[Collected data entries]
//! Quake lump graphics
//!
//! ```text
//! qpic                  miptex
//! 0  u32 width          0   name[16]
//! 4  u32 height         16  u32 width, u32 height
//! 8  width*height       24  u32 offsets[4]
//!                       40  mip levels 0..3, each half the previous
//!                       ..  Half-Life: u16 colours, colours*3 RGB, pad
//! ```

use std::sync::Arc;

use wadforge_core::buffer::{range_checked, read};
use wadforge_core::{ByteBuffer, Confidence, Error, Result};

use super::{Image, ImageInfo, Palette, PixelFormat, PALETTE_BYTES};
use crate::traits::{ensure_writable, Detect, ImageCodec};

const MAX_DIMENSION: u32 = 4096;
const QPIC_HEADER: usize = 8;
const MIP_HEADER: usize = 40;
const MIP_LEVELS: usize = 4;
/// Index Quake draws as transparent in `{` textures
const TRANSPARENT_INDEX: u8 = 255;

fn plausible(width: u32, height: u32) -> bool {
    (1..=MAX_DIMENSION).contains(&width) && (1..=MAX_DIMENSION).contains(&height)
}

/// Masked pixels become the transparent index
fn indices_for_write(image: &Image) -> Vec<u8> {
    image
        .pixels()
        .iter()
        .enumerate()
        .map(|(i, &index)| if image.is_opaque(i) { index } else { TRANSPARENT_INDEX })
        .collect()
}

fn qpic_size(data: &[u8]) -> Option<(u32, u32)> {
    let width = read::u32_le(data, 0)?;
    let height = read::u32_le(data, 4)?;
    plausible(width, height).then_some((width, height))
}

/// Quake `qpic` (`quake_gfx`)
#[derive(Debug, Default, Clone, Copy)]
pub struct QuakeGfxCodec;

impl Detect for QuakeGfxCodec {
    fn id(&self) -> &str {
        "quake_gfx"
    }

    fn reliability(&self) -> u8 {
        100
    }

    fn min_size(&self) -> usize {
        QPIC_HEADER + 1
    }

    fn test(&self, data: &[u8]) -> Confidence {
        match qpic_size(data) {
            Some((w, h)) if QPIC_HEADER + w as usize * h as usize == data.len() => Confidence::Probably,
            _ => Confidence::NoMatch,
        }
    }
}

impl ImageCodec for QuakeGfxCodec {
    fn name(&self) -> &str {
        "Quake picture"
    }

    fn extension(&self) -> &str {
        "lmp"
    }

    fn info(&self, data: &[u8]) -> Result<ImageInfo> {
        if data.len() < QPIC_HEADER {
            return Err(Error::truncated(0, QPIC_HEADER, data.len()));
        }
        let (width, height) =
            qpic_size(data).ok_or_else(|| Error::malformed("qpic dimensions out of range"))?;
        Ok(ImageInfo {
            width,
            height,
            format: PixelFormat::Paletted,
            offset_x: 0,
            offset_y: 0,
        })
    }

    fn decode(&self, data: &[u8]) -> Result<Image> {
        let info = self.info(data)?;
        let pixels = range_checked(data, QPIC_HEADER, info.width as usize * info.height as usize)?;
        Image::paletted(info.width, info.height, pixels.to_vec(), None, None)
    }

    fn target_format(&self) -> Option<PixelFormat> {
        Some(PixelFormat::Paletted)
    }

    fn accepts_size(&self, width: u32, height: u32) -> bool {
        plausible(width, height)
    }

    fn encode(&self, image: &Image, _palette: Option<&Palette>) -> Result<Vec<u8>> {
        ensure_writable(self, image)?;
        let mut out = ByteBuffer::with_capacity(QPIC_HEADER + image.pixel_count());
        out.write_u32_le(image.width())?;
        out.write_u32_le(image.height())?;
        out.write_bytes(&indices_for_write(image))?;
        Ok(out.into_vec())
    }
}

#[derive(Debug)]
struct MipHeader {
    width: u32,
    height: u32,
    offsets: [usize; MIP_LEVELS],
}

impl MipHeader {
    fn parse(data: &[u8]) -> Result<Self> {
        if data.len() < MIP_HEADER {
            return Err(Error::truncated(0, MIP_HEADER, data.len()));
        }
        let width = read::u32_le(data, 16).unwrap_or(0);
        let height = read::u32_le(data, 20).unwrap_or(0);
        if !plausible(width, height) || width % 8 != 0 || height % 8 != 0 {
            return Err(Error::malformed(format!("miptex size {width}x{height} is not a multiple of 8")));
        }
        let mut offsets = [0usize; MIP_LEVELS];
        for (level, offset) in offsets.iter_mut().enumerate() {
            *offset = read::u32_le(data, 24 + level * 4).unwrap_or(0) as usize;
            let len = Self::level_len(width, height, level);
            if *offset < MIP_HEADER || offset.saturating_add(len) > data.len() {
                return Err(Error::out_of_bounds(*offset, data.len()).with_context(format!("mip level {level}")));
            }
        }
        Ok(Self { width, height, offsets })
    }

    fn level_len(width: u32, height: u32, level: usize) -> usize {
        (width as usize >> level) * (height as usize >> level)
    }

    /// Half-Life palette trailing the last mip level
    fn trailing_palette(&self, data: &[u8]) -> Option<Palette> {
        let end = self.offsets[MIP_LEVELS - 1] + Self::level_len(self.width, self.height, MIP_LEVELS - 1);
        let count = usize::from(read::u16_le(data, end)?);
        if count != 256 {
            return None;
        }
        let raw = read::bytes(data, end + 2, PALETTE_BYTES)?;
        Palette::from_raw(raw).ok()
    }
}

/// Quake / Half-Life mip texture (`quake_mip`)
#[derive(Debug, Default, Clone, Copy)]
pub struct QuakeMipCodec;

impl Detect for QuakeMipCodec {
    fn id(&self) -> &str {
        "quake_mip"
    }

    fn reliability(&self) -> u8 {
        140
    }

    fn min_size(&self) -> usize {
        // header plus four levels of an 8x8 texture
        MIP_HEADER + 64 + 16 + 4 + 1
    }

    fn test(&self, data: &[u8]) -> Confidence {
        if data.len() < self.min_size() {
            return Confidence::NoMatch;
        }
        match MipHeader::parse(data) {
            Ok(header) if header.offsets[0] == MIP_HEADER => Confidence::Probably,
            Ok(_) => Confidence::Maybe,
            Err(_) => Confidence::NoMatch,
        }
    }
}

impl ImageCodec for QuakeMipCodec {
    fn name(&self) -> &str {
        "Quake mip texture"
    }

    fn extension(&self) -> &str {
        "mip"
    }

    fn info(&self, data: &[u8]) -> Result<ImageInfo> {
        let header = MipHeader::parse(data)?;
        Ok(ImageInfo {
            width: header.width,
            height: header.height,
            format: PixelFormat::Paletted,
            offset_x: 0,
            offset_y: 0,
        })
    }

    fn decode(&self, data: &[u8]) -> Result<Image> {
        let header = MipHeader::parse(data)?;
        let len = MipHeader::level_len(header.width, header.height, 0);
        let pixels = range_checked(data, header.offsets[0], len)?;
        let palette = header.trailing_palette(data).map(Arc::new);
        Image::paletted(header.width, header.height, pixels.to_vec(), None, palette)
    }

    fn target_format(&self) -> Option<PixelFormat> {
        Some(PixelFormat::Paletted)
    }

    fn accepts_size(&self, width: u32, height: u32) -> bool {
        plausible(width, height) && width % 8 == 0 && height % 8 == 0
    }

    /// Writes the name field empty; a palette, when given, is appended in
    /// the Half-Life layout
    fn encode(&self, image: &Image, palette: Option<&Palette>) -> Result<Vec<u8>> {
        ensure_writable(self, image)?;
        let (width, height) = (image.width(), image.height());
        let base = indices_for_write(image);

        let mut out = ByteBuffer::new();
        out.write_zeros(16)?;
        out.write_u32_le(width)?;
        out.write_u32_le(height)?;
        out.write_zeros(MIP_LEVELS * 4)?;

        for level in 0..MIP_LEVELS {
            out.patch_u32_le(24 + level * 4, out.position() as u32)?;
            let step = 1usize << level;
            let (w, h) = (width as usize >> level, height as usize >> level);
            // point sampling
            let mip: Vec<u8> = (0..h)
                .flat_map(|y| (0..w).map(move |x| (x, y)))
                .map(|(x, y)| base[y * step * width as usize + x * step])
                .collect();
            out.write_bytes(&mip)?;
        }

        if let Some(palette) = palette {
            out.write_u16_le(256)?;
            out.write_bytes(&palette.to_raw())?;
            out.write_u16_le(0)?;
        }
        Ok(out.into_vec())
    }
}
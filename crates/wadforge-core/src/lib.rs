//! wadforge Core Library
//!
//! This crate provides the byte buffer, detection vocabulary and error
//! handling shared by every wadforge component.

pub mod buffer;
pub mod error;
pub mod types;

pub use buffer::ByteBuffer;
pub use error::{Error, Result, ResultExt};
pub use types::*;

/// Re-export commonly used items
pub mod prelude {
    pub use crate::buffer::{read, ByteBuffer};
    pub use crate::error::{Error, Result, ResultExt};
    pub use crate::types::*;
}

▸ **Brief**: The word "Confidence" appears in some of the lines above. Copy those lines.

▸ **Finished task**:
use wadforge_core::{ByteBuffer, Confidence, Error, Result};
    fn test(&self, data: &[u8]) -> Confidence {
            Some((w, h)) if QPIC_HEADER + w as usize * h as usize == data.len() => Confidence::Probably,
            _ => Confidence::NoMatch,
    fn test(&self, data: &[u8]) -> Confidence {
            return Confidence::NoMatch;
            Ok(header) if header.offsets[0] == MIP_HEADER => Confidence::Probably,
            Ok(_) => Confidence::Maybe,
            Err(_) => Confidence::NoMatch,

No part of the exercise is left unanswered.